On Sat, Feb 26, 2022 at 02:17:50PM +0530, Bharath Rupireddy wrote:
A global min LSN of SendRqstPtr of all the sync standbys can be
calculated and the async standbys can send WAL up to global min LSN.
This is unlike what the v1 patch does i.e. async standbys will wait
until the sync standbys report flush LSN back to the primary. Problem
with the global min LSN approach is that there can still be a small
window where async standbys can get ahead of sync standbys. Imagine
async standbys being closer to the primary than sync standbys and if
the failover has to happen while the WAL at SendRqstPtr isn't received
by the sync standbys, but the async standbys can receive them as they
are closer. We hit the same problem that we are trying to solve with
this patch. This is the reason, we are waiting till the sync flush LSN
as it guarantees more transactional protection.
Do you mean that the application of WAL gets ahead on your async standbys
or that the writing/flushing of WAL gets ahead? If synchronous_commit is
set to 'remote_write' or 'on', I think either approach can lead to
situations where the async standbys are ahead of the sync standbys with WAL
application. For example, a conflict between WAL replay and a query on
your sync standby could delay WAL replay, but the primary will not wait for
this conflict to resolve before considering a transaction synchronously
replicated and sending it to the async standbys.
If writing/flushing WAL gets ahead on async standbys, I think something is
wrong with the patch.
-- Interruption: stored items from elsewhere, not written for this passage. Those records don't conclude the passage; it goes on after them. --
//! Retry, terminal and exhaustion paths for a single order.

use std::time::Duration;

use orderflow_core::testing::ScriptedFaults;
use orderflow_core::ProcessingError;

use crate::harness::{config, eventually, publish_order, Pipeline, ORDERS};

#[tokio::test(start_paused = true)]
async fn test_retryable_failures_then_success_commits_once() {
    let config = config(&[]);
    let broker = crate::harness::broker();
    let faults = ScriptedFaults::new().fail_times(
        "O1",
        2,
        ProcessingError::retryable("inventory service unavailable"),
    );
    let pipeline = Pipeline::start(&config, broker.clone(), faults);

    let delivery = publish_order(&config, &broker, "O1", "Widget", 9.99).await;
    eventually("O1 committed", || {
        broker.committed_offset(ORDERS, delivery.partition) == Some(delivery.offset)
    })
    .await;

    let attempts = pipeline.handler.attempts_for("O1");
    assert_eq!(attempts.len(), 3);
    assert_eq!(
        attempts.iter().map(|a| a.attempt).collect::<Vec<_>>(),
        vec![0, 1, 2]
    );
    for pair in attempts.windows(2) {
        assert!(pair[1].started_at - pair[0].started_at >= Duration::from_millis(3000));
    }
    assert_eq!(pipeline.commits_of(&delivery), 1);
    assert!(pipeline.dead_letters().is_empty());

    let stats = pipeline.stop().await.unwrap();
    assert_eq!(stats.retries, 2);
    assert_eq!(stats.committed, 1);
    assert_eq!(stats.dead_lettered, 0);
}

#[tokio::test(start_paused = true)]
async fn test_terminal_failure_is_dead_lettered_without_retry() {
    let config = config(&[]);
    let broker = crate::harness::broker();
    let faults =
        ScriptedFaults::new().fail_times("O2", 1, ProcessingError::terminal("product discontinued"));
    let pipeline = Pipeline::start(&config, broker.clone(), faults);

    let delivery = publish_order(&config, &broker, "O2", "Gadget", 19.5).await;
    eventually("O2 committed", || {
        broker.committed_offset(ORDERS, delivery.partition) == Some(delivery.offset)
    })
    .await;

    let dead_letters = pipeline.dead_letters();
    assert_eq!(dead_letters.len(), 1);
    let (key, record) = &dead_letters[0];
    assert_eq!(key, "O2");
    assert_eq!(record.original_key, "O2");
    assert_eq!(record.attempts_made, 1);
    assert_eq!(record.original_topic, ORDERS);
    assert_eq!(record.original_partition, delivery.partition);
    assert_eq!(record.original_offset, delivery.offset);
    assert_eq!(record.error_kind, "permanent");
    assert!(record.failure_reason.contains("product discontinued"));

    assert_eq!(pipeline.handler.attempts_for("O2").len(), 1);
    assert_eq!(pipeline.commits_of(&delivery), 1);
    pipeline.stop().await.unwrap();
}

#[tokio::test(start_paused = true)]
async fn test_exhausted_retries_are_dead_lettered_after_last_attempt() {
    let config = config(&["--retry-attempts", "5", "--retry-backoff-ms", "3000"]);
    let broker = crate::harness::broker();
    let faults =
        ScriptedFaults::new().fail_always("O3", ProcessingError::retryable("payment gateway timeout"));
    let pipeline = Pipeline::start(&config, broker.clone(), faults);

    let delivery = publish_order(&config, &broker, "O3", "Gizmo", 5.0).await;
    eventually("O3 dead-lettered", || !pipeline.dead_letters().is_empty()).await;

    let attempts = pipeline.handler.attempts_for("O3");
    assert_eq!(attempts.len(), 6);
    let elapsed = attempts[5].started_at - attempts[0].started_at;
    assert!(elapsed >= Duration::from_millis(5 * 3000), "{elapsed:?}");

    let (_, record) = &pipeline.dead_letters()[0];
    assert_eq!(record.attempts_made, 6);
    assert!(record
        .failure_reason
        .starts_with("retries exhausted after 6 attempts"));

    eventually("O3 committed", || {
        broker.committed_offset(ORDERS, delivery.partition) == Some(delivery.offset)
    })
    .await;

    // Nothing more happens to a dead-lettered order.
    tokio::time::sleep(Duration::from_secs(10)).await;
    assert_eq!(pipeline.handler.attempts_for("O3").len(), 6);
    assert_eq!(pipeline.dead_letters().len(), 1);

    let stats = pipeline.stop().await.unwrap();
    assert_eq!(stats.retries, 5);
    assert_eq!(stats.dead_lettered, 1);
}

#[tokio::test(start_paused = true)]
async fn test_zero_retries_dead_letters_first_retryable_failure() {
    let config = config(&["--retry-attempts", "0"]);
    let broker = crate::harness::broker();
    let faults = ScriptedFaults::new().fail_always("O4", ProcessingError::retryable("flaky"));
    let pipeline = Pipeline::start(&config, broker.clone(), faults);

    publish_order(&config, &broker, "O4", "Widget", 1.0).await;
    eventually("O4 dead-lettered", || !pipeline.dead_letters().is_empty()).await;

    assert_eq!(pipeline.handler.attempts_for("O4").len(), 1);
    assert_eq!(pipeline.dead_letters()[0].1.attempts_made, 1);
    pipeline.stop().await.unwrap();
}

#[tokio::test(start_paused = true)]
async fn test_panicking_handler_is_retried() {
    let config = config(&["--retry-backoff-ms", "100"]);
    let broker = crate::harness::broker();
    let faults = ScriptedFaults::new().panic_once("O5", "index out of bounds");
    let pipeline = Pipeline::start(&config, broker.clone(), faults);

    let delivery = publish_order(&config, &broker, "O5", "Widget", 2.0).await;
    eventually("O5 committed", || {
        broker.committed_offset(ORDERS, delivery.partition) == Some(delivery.offset)
    })
    .await;

    assert_eq!(pipeline.handler.attempts_for("O5").len(), 2);
    assert!(pipeline.dead_letters().is_empty());
    pipeline.stop().await.unwrap();
}

#[tokio::test(start_paused = true)]
async fn test_undecodable_payload_goes_straight_to_dead_letter() {
    let config = config(&[]);
    let broker = crate::harness::broker();
    let pipeline = Pipeline::start(&config, broker.clone(), ScriptedFaults::new());

    let delivery = orderflow::order_gateway(&config, broker.clone())
        .publish("O6", vec![0x0a, 0xff])
        .await
        .unwrap();
    eventually("O6 dead-lettered", || !pipeline.dead_letters().is_empty()).await;

    let (_, record) = &pipeline.dead_letters()[0];
    assert_eq!(record.error_kind, "deserialization");
    assert_eq!(record.attempts_made, 1);
    assert_eq!(record.original_payload_bytes().unwrap(), vec![0x0a, 0xff]);
    eventually("O6 committed", || {
        broker.committed_offset(ORDERS, delivery.partition) == Some(delivery.offset)
    })
    .await;
    pipeline.stop().await.unwrap();
}

#[tokio::test(start_paused = true)]
async fn test_configured_terminal_kinds_override_defaults() {
    let config = config(&["--terminal-error-kinds", "unavailable"]);
    let broker = crate::harness::broker();
    let faults = ScriptedFaults::new().fail_always("O7", ProcessingError::retryable("down"));
    let pipeline = Pipeline::start(&config, broker.clone(), faults);

    publish_order(&config, &broker, "O7", "Widget", 3.0).await;
    eventually("O7 dead-lettered", || !pipeline.dead_letters().is_empty()).await;

    assert_eq!(pipeline.handler.attempts_for("O7").len(), 1);
    assert_eq!(pipeline.dead_letters()[0].1.error_kind, "unavailable");
    pipeline.stop().await.unwrap();
}
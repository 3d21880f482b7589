//! Command-line interface for orderflow
//!
//! # Usage Examples
//!
//! ```bash
//! # Create topics (run once, before anything else)
//! orderflow provision --partitions 5 --replication-factor 3
//!
//! # HTTP API only
//! orderflow api --listen-addr 0.0.0.0:8080
//!
//! # Consumer only, with a custom retry policy
//! orderflow --retry-attempts 3 --retry-backoff-ms 500 consume
//!
//! # API and consumer in one process
//! orderflow serve
//! ```
//!
//! Every flag can also be set through its environment variable, e.g.
//! `KAFKA_BROKERS`, `ORDERS_TOPIC` or `CONSUMER_CONCURRENCY`.

use std::sync::Arc;

use anyhow::Context;
use clap::{Parser, Subcommand};
use orderflow::{consumer_runtime, order_gateway, AppConfig, OrderHandler, PipelineOpts};
use orderflow_api::AppState;
use orderflow_kafka::{provision_topics, KafkaBroker};
use tokio::net::TcpListener;
use tokio_util::sync::CancellationToken;
use tracing::{info, warn};

#[derive(Parser)]
#[command(name = "orderflow")]
#[command(about = "Order pipeline with retries and a dead-letter topic on Kafka")]
#[command(long_about = None)]
struct Cli {
    #[command(flatten)]
    opts: PipelineOpts,

    #[command(subcommand)]
    command: Commands,
}

#[derive(Subcommand)]
enum Commands {
    /// Create the orders and dead-letter topics if they do not exist
    Provision,

    /// Serve the order API
    Api,

    /// Run the consumer runtime
    Consume,

    /// Serve the order API and run the consumer runtime in one process
    Serve,
}

#[tokio::main]
async fn main() -> anyhow::Result<()> {
    if let Err(e) = run().await {
        eprintln!("Error: {e:#}");
        std::process::exit(1);
    }
    Ok(())
}

async fn run() -> anyhow::Result<()> {
    // Initialize tracing
    tracing_subscriber::fmt()
        .with_env_filter(tracing_subscriber::EnvFilter::from_default_env())
        .init();

    let cli = Cli::parse();
    let config = AppConfig::from_opts(cli.opts)?;

    match cli.command {
        Commands::Provision => {
            provision_topics(&config.kafka, &config.topics)
                .await
                .context("Failed to provision topics")?;
        }
        Commands::Api => {
            let broker = connect(&config)?;
            run_api(&config, broker, shutdown_on_ctrl_c()).await?;
        }
        Commands::Consume => {
            let broker = connect(&config)?;
            run_consumer(&config, broker, shutdown_on_ctrl_c()).await?;
        }
        Commands::Serve => {
            let broker = connect(&config)?;
            let shutdown = shutdown_on_ctrl_c();
            let (api, consumer) = tokio::join!(
                run_api(&config, Arc::clone(&broker), shutdown.clone()),
                async {
                    let result = run_consumer(&config, Arc::clone(&broker), shutdown.clone()).await;
                    // The API has nothing to feed once the consumer is gone
                    shutdown.cancel();
                    result
                }
            );
            api?;
            consumer?;
        }
    }

    Ok(())
}

fn connect(config: &AppConfig) -> anyhow::Result<Arc<KafkaBroker>> {
    let broker = KafkaBroker::new(config.kafka.clone()).context("Failed to create Kafka client")?;
    Ok(Arc::new(broker))
}

/// Token cancelled on the first Ctrl-C.
fn shutdown_on_ctrl_c() -> CancellationToken {
    let token = CancellationToken::new();
    let cancel = token.clone();
    tokio::spawn(async move {
        match tokio::signal::ctrl_c().await {
            Ok(()) => info!("Received Ctrl-C, shutting down"),
            Err(e) => warn!("Failed to listen for Ctrl-C, shutting down: {e}"),
        }
        cancel.cancel();
    });
    token
}

async fn run_api(
    config: &AppConfig,
    broker: Arc<KafkaBroker>,
    shutdown: CancellationToken,
) -> anyhow::Result<()> {
    let listener = TcpListener::bind(config.listen_addr)
        .await
        .with_context(|| format!("Failed to bind {}", config.listen_addr))?;
    let state = AppState::new(order_gateway(config, broker));
    orderflow_api::serve(listener, state, shutdown)
        .await
        .context("Order API failed")
}

async fn run_consumer(
    config: &AppConfig,
    broker: Arc<KafkaBroker>,
    shutdown: CancellationToken,
) -> anyhow::Result<()> {
    info!(
        "Starting consumer: {} retries, {}ms backoff, {} workers",
        config.retry.max_attempts,
        config.retry.backoff_interval.as_millis(),
        config.retry.worker_concurrency
    );
    let stats = consumer_runtime(config, broker, Arc::new(OrderHandler))
        .run(shutdown)
        .await
        .context("Consumer failed")?;
    info!(
        "Consumer finished: {} committed, {} dead-lettered",
        stats.committed, stats.dead_lettered
    );
    Ok(())
}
If you aren't sending WAL to async standbys until
it is synchronously replicated to the sync standbys, it should by
definition be impossible for this to happen.
If you wanted to make sure that WAL was not applied to async standbys
before it was applied to sync standbys, I think you'd need to set
synchronous_commit to 'remote_apply'. This would ensure that the WAL is
replayed on sync standbys before the primary considers the transaction
synchronously replicated and sends it to the async standbys.
Do you think allowing async standbys optionally wait for either remote
write or flush or apply or global min LSN of SendRqstPtr so that users
can choose what they want?
I'm not sure I follow the difference between "global min LSN of
SendRqstPtr" and remote write/flush/apply. IIUC you are saying that we
could use the LSN of what is being sent to sync standbys instead of the LSN
of what the primary considers synchronously replicated. I don't think we
should do that because it provides no guarantee that the WAL has even been
sent to the sync standbys before it is sent to the async standbys. For
this feature, I think we always need to consider what the primary considers
synchronously replicated. My suggested approach doesn't change that. I'm
saying that instead of spinning in a loop waiting for the WAL to be
synchronously replicated, we just immediately send WAL up to the LSN that
is presently known to be synchronously replicated.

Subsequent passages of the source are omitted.